Disclosure of Invention
It is an object of the present invention to provide a microwave ferrite material with a high spin linewidth to solve the above problems.
In order to achieve the purpose, the technical scheme adopted by the invention is as follows: a microwave ferrite material with high spin linewidth comprises the following chemical formula:
Y3-a-bCaaGdbFe5-c-d-e-f-g-δZrcSndVeInfHfgO12wherein a is more than or equal to 0 and less than or equal to 0.7, b is more than or equal to 0 and less than or equal to 0.7, c is more than or equal to 0 and less than or equal to 0.6, d is more than or equal to 0 and less than or equal to 0.7, e is more than or equal to 0 and less than or equal to 0.7, f is more than or equal to 0 and less than or equal to 0.7, g is more than 0 and less than or equal to 0.3, and delta is the iron-deficiency.
The ferrite material of the present invention is prepared by adding Fe3+Position doping of a suitable amount of Hf4+The method can obviously improve the spin wave line width of the material, can be widely applied to the formula design for improving the spin wave line width of the microwave ferrite material, and enriches the technical means for regulating and controlling the spin wave line width.
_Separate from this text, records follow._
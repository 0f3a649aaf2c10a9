//! Phrase catalogue: the static categories of problematic arbitration wording
//! and the allow-list of recognised institutions.
//!
//! The built-in catalogue is used unless a TOML file replaces it. Once loaded
//! a [`Catalog`] is never mutated.

use std::collections::HashSet;
use std::path::Path;

use serde::{Deserialize, Serialize};

use crate::error::CatalogError;
use crate::institutions::DEFAULT_INSTITUTIONS;

/// A named group of literal phrases that flag a clause.
#[derive(Debug, Clone, PartialEq, Eq, Serialize, Deserialize)]
pub struct ErrorCategory {
    pub category: String,
    pub phrases: Vec<String>,
}

impl ErrorCategory {
    pub fn new(category: &str, phrases: &[&str]) -> Self {
        Self {
            category: category.to_string(),
            phrases: phrases.iter().map(|p| p.to_string()).collect(),
        }
    }
}

// ── Built-in categories ──
//
// Leading spaces are significant: " or arbitration" must not match "for arbitration".

const NON_BINDING: &[&str] = &[
    "only persuasive",
    "will be persuasive",
    "not binding",
    "non-binding",
];

const ALTERNATIVE_DISPUTE_RESOLUTION: &[&str] = &[
    "either arbitration",
    "either litigation",
    "either by arbitration",
    "either by litigation",
    " or by litigation",
    " or by arbitration",
    " or litigation",
    " or arbitration",
    " or in the courts of",
    "either in the courts of",
];

const OPTIONAL_ARBITRATION: &[&str] = &[
    "may refer to arbitration",
    "may submit to arbitration",
    "may arbitrate",
    "may proceed to arbitrate",
    "may proceed to arbitration",
];

const NON_ARBITRABLE: &[&str] = &["citizenship", "legitimacy of marriage", "insolvency"];

/// Phrase categories plus the institution allow-list used for one analysis.
#[derive(Debug, Clone, PartialEq, Eq)]
pub struct Catalog {
    categories: Vec<ErrorCategory>,
    institutions: Vec<String>,
}

/// On-disk shape of a catalogue file.
#[derive(Deserialize)]
struct CatalogFile {
    categories: Vec<ErrorCategory>,
    institutions: Option<Vec<String>>,
}

impl Default for Catalog {
    fn default() -> Self {
        Self::builtin()
    }
}

impl Catalog {
    /// The catalogue shipped with the checker.
    pub fn builtin() -> Self {
        Self {
            categories: vec![
                ErrorCategory::new("Non-Binding Arbitration", NON_BINDING),
                ErrorCategory::new(
                    "Alternative Dispute Resolution",
                    ALTERNATIVE_DISPUTE_RESOLUTION,
                ),
                ErrorCategory::new("Optional Arbitration", OPTIONAL_ARBITRATION),
                ErrorCategory::new("Non-arbitrable matters", NON_ARBITRABLE),
            ],
            institutions: DEFAULT_INSTITUTIONS.iter().map(|s| s.to_string()).collect(),
        }
    }

    /// Build a catalogue from explicit parts, validating them.
    pub fn new(
        categories: Vec<ErrorCategory>,
        institutions: Vec<String>,
    ) -> Result<Self, CatalogError> {
        if categories.is_empty() {
            return Err(CatalogError::Empty);
        }

        let mut seen = HashSet::new();
        for cat in &categories {
            if cat.category.trim().is_empty() {
                return Err(CatalogError::UnnamedCategory);
            }
            if !seen.insert(cat.category.as_str()) {
                return Err(CatalogError::DuplicateCategory(cat.category.clone()));
            }
            if cat.phrases.iter().any(|p| p.is_empty()) {
                return Err(CatalogError::EmptyPhrase(cat.category.clone()));
            }
        }
        if institutions.iter().any(|i| i.is_empty()) {
            return Err(CatalogError::EmptyInstitution);
        }

        Ok(Self {
            categories,
            institutions,
        })
    }

    /// Parse a TOML catalogue. A missing `institutions` key keeps the built-in list.
    pub fn from_toml_str(src: &str) -> Result<Self, CatalogError> {
        let file: CatalogFile = toml::from_str(src)?;
        let institutions = file
            .institutions
            .unwrap_or_else(|| DEFAULT_INSTITUTIONS.iter().map(|s| s.to_string()).collect());
        Self::new(file.categories, institutions)
    }

    /// Read and parse a TOML catalogue file.
    pub fn load(path: &Path) -> Result<Self, CatalogError> {
        let src = std::fs::read_to_string(path).map_err(|source| CatalogError::Read {
            path: path.to_path_buf(),
            source,
        })?;
        let catalog = Self::from_toml_str(&src)?;
        tracing::info!(
            path = %path.display(),
            categories = catalog.categories.len(),
            institutions = catalog.institutions.len(),
            "loaded phrase catalogue"
        );
        Ok(catalog)
    }

    pub fn categories(&self) -> &[ErrorCategory] {
        &self.categories
    }

    pub fn institutions(&self) -> &[String] {
        &self.institutions
    }

    /// Total number of phrases across all categories.
    pub fn phrase_count(&self) -> usize {
        self.categories.iter().map(|c| c.phrases.len()).sum()
    }
}
//! State model of the mocked upload and summary editor.
//!
//! Nothing here reads the document: uploads are accepted by extension and
//! size, the phases advance on fixed timers driven by the caller, and the
//! summary is canned text the user can then edit.

use std::path::Path;
use std::time::Duration;

use serde::Serialize;
use thiserror::Error;

pub const UPLOAD_DELAY: Duration = Duration::from_millis(1500);
pub const PROCESSING_DELAY: Duration = Duration::from_millis(2000);
pub const MAX_UPLOAD_BYTES: u64 = 10 * 1024 * 1024;
pub const DEFAULT_TITLE: &str = "Document Summary";

pub const SIMULATED_SUMMARY: &str = "This is a simulated summary of your PDF document. \
In a real application, this would be the AI-generated summary of your uploaded document. \
You can edit this text in real-time to refine the summary based on your needs.\n\n\
Lorem ipsum dolor sit amet, consectetur adipiscing elit. Nullam auctor, nisl eget ultricies \
ultricies, nisl nisl ultricies nisl, eget ultricies nisl nisl eget ultricies.\n\n\
Vivamus auctor, nisl eget ultricies ultricies, nisl nisl ultricies nisl, eget ultricies nisl \
nisl eget ultricies.";

#[derive(Error, Debug, PartialEq, Eq)]
pub enum UploadError {
    #[error("only PDF files are accepted: {0}")]
    NotPdf(String),
    #[error("file is {size} bytes, limit is {limit}")]
    TooLarge { size: u64, limit: u64 },
    #[error("an upload is already in progress")]
    Busy,
}

#[derive(Debug, Clone, Copy, PartialEq, Eq, Serialize)]
#[serde(rename_all = "snake_case")]
pub enum UploadPhase {
    Idle,
    Uploading,
    Processing,
    Editing,
}

impl UploadPhase {
    /// Progress bar value shown while busy.
    pub fn progress(&self) -> Option<u8> {
        match self {
            Self::Uploading => Some(60),
            Self::Processing => Some(90),
            Self::Idle | Self::Editing => None,
        }
    }

    pub fn label(&self) -> &'static str {
        match self {
            Self::Idle => "Drop PDF Here",
            Self::Uploading => "Uploading...",
            Self::Processing => "Processing PDF...",
            Self::Editing => "Edit Summary",
        }
    }

    /// How long this phase lasts before [`SummaryEditor::advance`] moves on.
    pub fn delay(&self) -> Option<Duration> {
        match self {
            Self::Uploading => Some(UPLOAD_DELAY),
            Self::Processing => Some(PROCESSING_DELAY),
            Self::Idle | Self::Editing => None,
        }
    }
}

#[derive(Debug, Clone, Copy, PartialEq, Eq, Serialize)]
#[serde(rename_all = "kebab-case")]
pub enum EditorOption {
    AutoCorrectGrammar,
    HighlightKeyPoints,
    AddCitations,
}

/// Editor toggles. Displayed only; they never change the summary.
#[derive(Debug, Clone, Copy, PartialEq, Eq, Serialize)]
pub struct EditorOptions {
    pub auto_correct_grammar: bool,
    pub highlight_key_points: bool,
    pub add_citations: bool,
}

impl Default for EditorOptions {
    fn default() -> Self {
        Self {
            auto_correct_grammar: false,
            highlight_key_points: true,
            add_citations: false,
        }
    }
}

impl EditorOptions {
    pub fn toggle(&mut self, option: EditorOption) {
        let flag = match option {
            EditorOption::AutoCorrectGrammar => &mut self.auto_correct_grammar,
            EditorOption::HighlightKeyPoints => &mut self.highlight_key_points,
            EditorOption::AddCitations => &mut self.add_citations,
        };
        *flag = !*flag;
    }
}

/// Words in `text`, counted as pieces between whitespace runs.
///
/// Leading or trailing whitespace yields an empty piece, so an empty
/// summary still reports one word.
pub fn word_count(text: &str) -> usize {
    let mut count = 1;
    let mut in_space = false;
    for c in text.chars() {
        if c.is_whitespace() {
            if !in_space {
                count += 1;
            }
            in_space = true;
        } else {
            in_space = false;
        }
    }
    count
}

/// Upload, fake processing, then free-form editing of a canned summary.
#[derive(Debug, Clone, Serialize)]
pub struct SummaryEditor {
    phase: UploadPhase,
    file_name: Option<String>,
    summary: String,
    options: EditorOptions,
}

impl Default for SummaryEditor {
    fn default() -> Self {
        Self::new()
    }
}

impl SummaryEditor {
    pub fn new() -> Self {
        Self {
            phase: UploadPhase::Idle,
            file_name: None,
            summary: String::new(),
            options: EditorOptions::default(),
        }
    }

    pub fn phase(&self) -> UploadPhase {
        self.phase
    }

    pub fn summary(&self) -> &str {
        &self.summary
    }

    pub fn options(&self) -> &EditorOptions {
        &self.options
    }

    pub fn options_mut(&mut self) -> &mut EditorOptions {
        &mut self.options
    }

    /// Header shown above the editor.
    pub fn title(&self) -> &str {
        self.file_name.as_deref().unwrap_or(DEFAULT_TITLE)
    }

    pub fn word_count(&self) -> usize {
        word_count(&self.summary)
    }

    /// Accept a dropped file and start uploading.
    pub fn accept(&mut self, path: &Path, size: u64) -> Result<(), UploadError> {
        if matches!(self.phase, UploadPhase::Uploading | UploadPhase::Processing) {
            return Err(UploadError::Busy);
        }
        let name = path
            .file_name()
            .map(|n| n.to_string_lossy().into_owned())
            .unwrap_or_default();
        let is_pdf = path
            .extension()
            .is_some_and(|ext| ext.eq_ignore_ascii_case("pdf"));
        if !is_pdf {
            return Err(UploadError::NotPdf(name));
        }
        if size > MAX_UPLOAD_BYTES {
            return Err(UploadError::TooLarge {
                size,
                limit: MAX_UPLOAD_BYTES,
            });
        }

        tracing::info!(file = %name, size, "upload started");
        self.file_name = Some(name);
        self.phase = UploadPhase::Uploading;
        Ok(())
    }

    /// Move to the next phase once the current phase's delay has elapsed.
    pub fn advance(&mut self) -> UploadPhase {
        self.phase = match self.phase {
            UploadPhase::Uploading => UploadPhase::Processing,
            UploadPhase::Processing => {
                self.summary = SIMULATED_SUMMARY.to_string();
                UploadPhase::Editing
            }
            other => other,
        };
        tracing::debug!(phase = ?self.phase, "upload phase");
        self.phase
    }

    /// Replace the summary text. Only meaningful while editing.
    pub fn edit(&mut self, text: impl Into<String>) {
        if self.phase == UploadPhase::Editing {
            self.summary = text.into();
        }
    }

    /// Back to the upload screen, forgetting the file and summary.
    pub fn reset(&mut self) {
        self.file_name = None;
        self.summary.clear();
        self.phase = UploadPhase::Idle;
    }
}

#[cfg(test)]
mod tests {
    use super::*;

    #[test]
    fn phases_advance_in_order() {
        let mut editor = SummaryEditor::new();
        assert_eq!(editor.title(), DEFAULT_TITLE);

        editor.accept(Path::new("/tmp/lease.pdf"), 1024).unwrap();
        assert_eq!(editor.phase(), UploadPhase::Uploading);
        assert_eq!(editor.phase().progress(), Some(60));
        assert_eq!(editor.phase().delay(), Some(UPLOAD_DELAY));

        assert_eq!(editor.advance(), UploadPhase::Processing);
        assert_eq!(editor.phase().progress(), Some(90));
        assert!(editor.summary().is_empty());

        assert_eq!(editor.advance(), UploadPhase::Editing);
        assert_eq!(editor.summary(), SIMULATED_SUMMARY);
        assert_eq!(editor.title(), "lease.pdf");

        // Editing is terminal until reset.
        assert_eq!(editor.advance(), UploadPhase::Editing);
    }

    #[test]
    fn rejects_non_pdf() {
        let mut editor = SummaryEditor::new();
        let err = editor.accept(Path::new("notes.docx"), 10).unwrap_err();
        assert_eq!(err, UploadError::NotPdf("notes.docx".into()));
        assert_eq!(editor.phase(), UploadPhase::Idle);
    }

    #[test]
    fn extension_check_ignores_case() {
        let mut editor = SummaryEditor::new();
        assert!(editor.accept(Path::new("CONTRACT.PDF"), 10).is_ok());
    }

    #[test]
    fn rejects_oversized_file() {
        let mut editor = SummaryEditor::new();
        let err = editor
            .accept(Path::new("big.pdf"), MAX_UPLOAD_BYTES + 1)
            .unwrap_err();
        assert!(matches!(err, UploadError::TooLarge { .. }));
    }

    #[test]
    fn rejects_second_upload_while_busy() {
        let mut editor = SummaryEditor::new();
        editor.accept(Path::new("a.pdf"), 1).unwrap();
        assert_eq!(
            editor.accept(Path::new("b.pdf"), 1),
            Err(UploadError::Busy)
        );
    }

    #[test]
    fn edit_and_reset() {
        let mut editor = SummaryEditor::new();
        editor.edit("ignored while idle");
        assert!(editor.summary().is_empty());

        editor.accept(Path::new("a.pdf"), 1).unwrap();
        editor.advance();
        editor.advance();
        editor.edit("Tenant pays rent monthly.");
        assert_eq!(editor.word_count(), 4);

        editor.reset();
        assert_eq!(editor.phase(), UploadPhase::Idle);
        assert_eq!(editor.title(), DEFAULT_TITLE);
        assert!(editor.summary().is_empty());
    }

    #[test]
    fn word_count_splits_on_whitespace_runs() {
        assert_eq!(word_count("one two  three\n\nfour"), 4);
        assert_eq!(word_count(""), 1);
        assert_eq!(word_count(" leading"), 2);
    }

    #[test]
    fn options_default_and_toggle() {
        let mut options = EditorOptions::default();
        assert!(options.highlight_key_points);
        assert!(!options.auto_correct_grammar);

        options.toggle(EditorOption::HighlightKeyPoints);
        options.toggle(EditorOption::AddCitations);
        assert!(!options.highlight_key_points);
        assert!(options.add_citations);
    }
}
The invention is formed by doping Hf4+The spin wave line width of the material is regulated and controlled, and the traditional Dy is changed3+、Tb3+、Ho3+Plasma substitution, or by refining the grains to increase the spin wave line width.
The second purpose of the present invention is to provide a method for preparing the above material, which adopts the technical scheme that the method comprises the following steps:
(1) preparing a primary material: weighing the raw materials according to the content of the chemical formula components, adding a solvent for ball milling for 4-12 h, filtering, drying, sieving, pre-sintering at 1280 ℃ at 1200-;
(2) preparing a secondary material: crushing the primary material obtained in the step (1), adding a solvent, ball-milling for 4-12 h, filtering and drying to obtain a secondary material;
(3) and (3) granulation: adding a certain amount of adhesive into the prepared secondary material, granulating and sieving;
(4) molding: putting the fine powder after granulation into a mould for pressing, wherein the pressing pressure is 50MPa to 250MPa, and obtaining a material green body
(5) Sintering; and (4) putting the green body into an air atmosphere or oxidizing atmosphere furnace for sintering to obtain a sample.
As a preferred technical scheme: the raw material in step (a) is analytically pure and has a chemical formula of Fe2O3、Gd2O3、CaCO3、ZrO2、SnO2、V2O5、In2O3、HfO2、Y2O3。
As a preferred technical scheme: in the step (1), the ball-material ratio is 4:0.6, and the ball milling time is 4 h.
As a preferred technical scheme: in the step (1), the ball is zirconia, and the solvent is deionized water or alcohol.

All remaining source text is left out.